T is a linear operator on V, with an adjoint. V is a complex inner product space, not necessarily of finite dimension. How do I prove $$\left \langle T(x),x \right \rangle=0,\forall x\in V\Rightarrow T=T_0$$ I at first thought I just had to state that $T(x)\perp x,\forall x\in V$ so $T=T_0$ but that obviously isn't necessarily true. I'm aware that there is a similar problem already on stack exchange, but the question hint asks me to do it by substituting $x$ with $x+y$ and then $x+iy$. After expanding the inner product to $$\left \langle T(x),x \right \rangle+\left \langle T(x),y \right \rangle+\left \langle T(y),x \right \rangle+\left \langle T(y),y \right \rangle=0$$I'm still not sure how to prove $T=T_0$. I came up with some ideas like $T(x)\perp y$ for any arbitrary x and y, but I'm not sure if I can state that definitevely just from what I have above.
Edit: $T_0=0,\forall x$
Follow the hint.
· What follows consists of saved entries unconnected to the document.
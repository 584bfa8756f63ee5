//! 1D truncated Gaussian windows around an atom's nearest grid sample.
use crate::grid::GridParameters;

/// Nearest grid index along one axis.
///
/// Measured as the absolute distance from the *first* grid sample, which is
/// the coordinate minimum for the centered ascending grid; a grid that does
/// not start at its minimum would pick the wrong cell here. NaN maps to index
/// 0 and infinities saturate, so a degenerate coordinate still runs through
/// the kernel arithmetic instead of being filtered out.
#[inline]
pub fn nearest_index(coord: f64, grid: &[f64], pixel_size: f64) -> i64 {
    let first = grid.first().copied().unwrap_or(0.0);
    ((coord - first).abs() / pixel_size).round() as i64
}

/// Unnormalized Gaussian weights over the part of the `2 * n_neigh + 3`
/// index window around an atom that lies inside the grid.
///
/// Window slots outside the grid would carry zero weight, so only the
/// in-grid run `start..start + weights.len()` is stored; its length never
/// exceeds `n_pixels` however large the radius is.
#[derive(Clone, Debug)]
pub struct AxisWindow {
    start: usize,
    weights: Vec<f64>,
}

impl AxisWindow {
    pub fn new(params: &GridParameters) -> Self {
        Self {
            start: 0,
            weights: Vec::with_capacity(params.window_len().min(params.n_pixels())),
        }
    }

    /// Recenter on `coord` and recompute every in-grid slot.
    pub fn fill(&mut self, coord: f64, params: &GridParameters) {
        let grid = params.grid();
        let m = nearest_index(coord, grid, params.pixel_size());
        let reach = i64::try_from(params.n_neigh())
            .unwrap_or(i64::MAX)
            .saturating_add(1);
        let lo = m.saturating_sub(reach).max(0);
        let hi = m.saturating_add(reach).min(grid.len() as i64 - 1);

        self.weights.clear();
        self.start = 0;
        if lo > hi {
            return;
        }
        self.start = lo as usize;
        let inv_sigma = 1.0 / params.sigma();
        self.weights.extend(grid[lo as usize..=hi as usize].iter().map(|&g| {
            let e = (g - coord) * inv_sigma;
            (-0.5 * e * e).exp()
        }));
    }

    /// `(grid index, weight)` for every slot that lies inside the grid.
    pub fn taps(&self) -> impl Iterator<Item = (usize, f64)> + '_ {
        self.weights
            .iter()
            .enumerate()
            .map(|(k, &w)| (self.start + k, w))
    }

    /// Weights of the in-grid slots, in grid order.
    pub fn weights(&self) -> &[f64] {
        &self.weights
    }
}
The equation you get after substituting $x + y$ in place of $x$ can be written as $$ \langle T(x),y\rangle + \langle T(y),x\rangle = 0 $$ since $\langle T(x),x\rangle = \langle T(y),y\rangle = 0$ (given). Similarly, second substitution gives, $$ - \langle T(x),y\rangle + \langle T(y),x\rangle = 0 $$
Thus, $\langle T(x),y\rangle = 0$ for any $x$ and $y$. Fix $x$, let $y = T(x)$, then $\langle T(x), T(x)\rangle = 0 \implies T(x) = 0$. Since $x$ is arbitrary, $T(x) = 0$ for all $x$, hence $T = T_0$.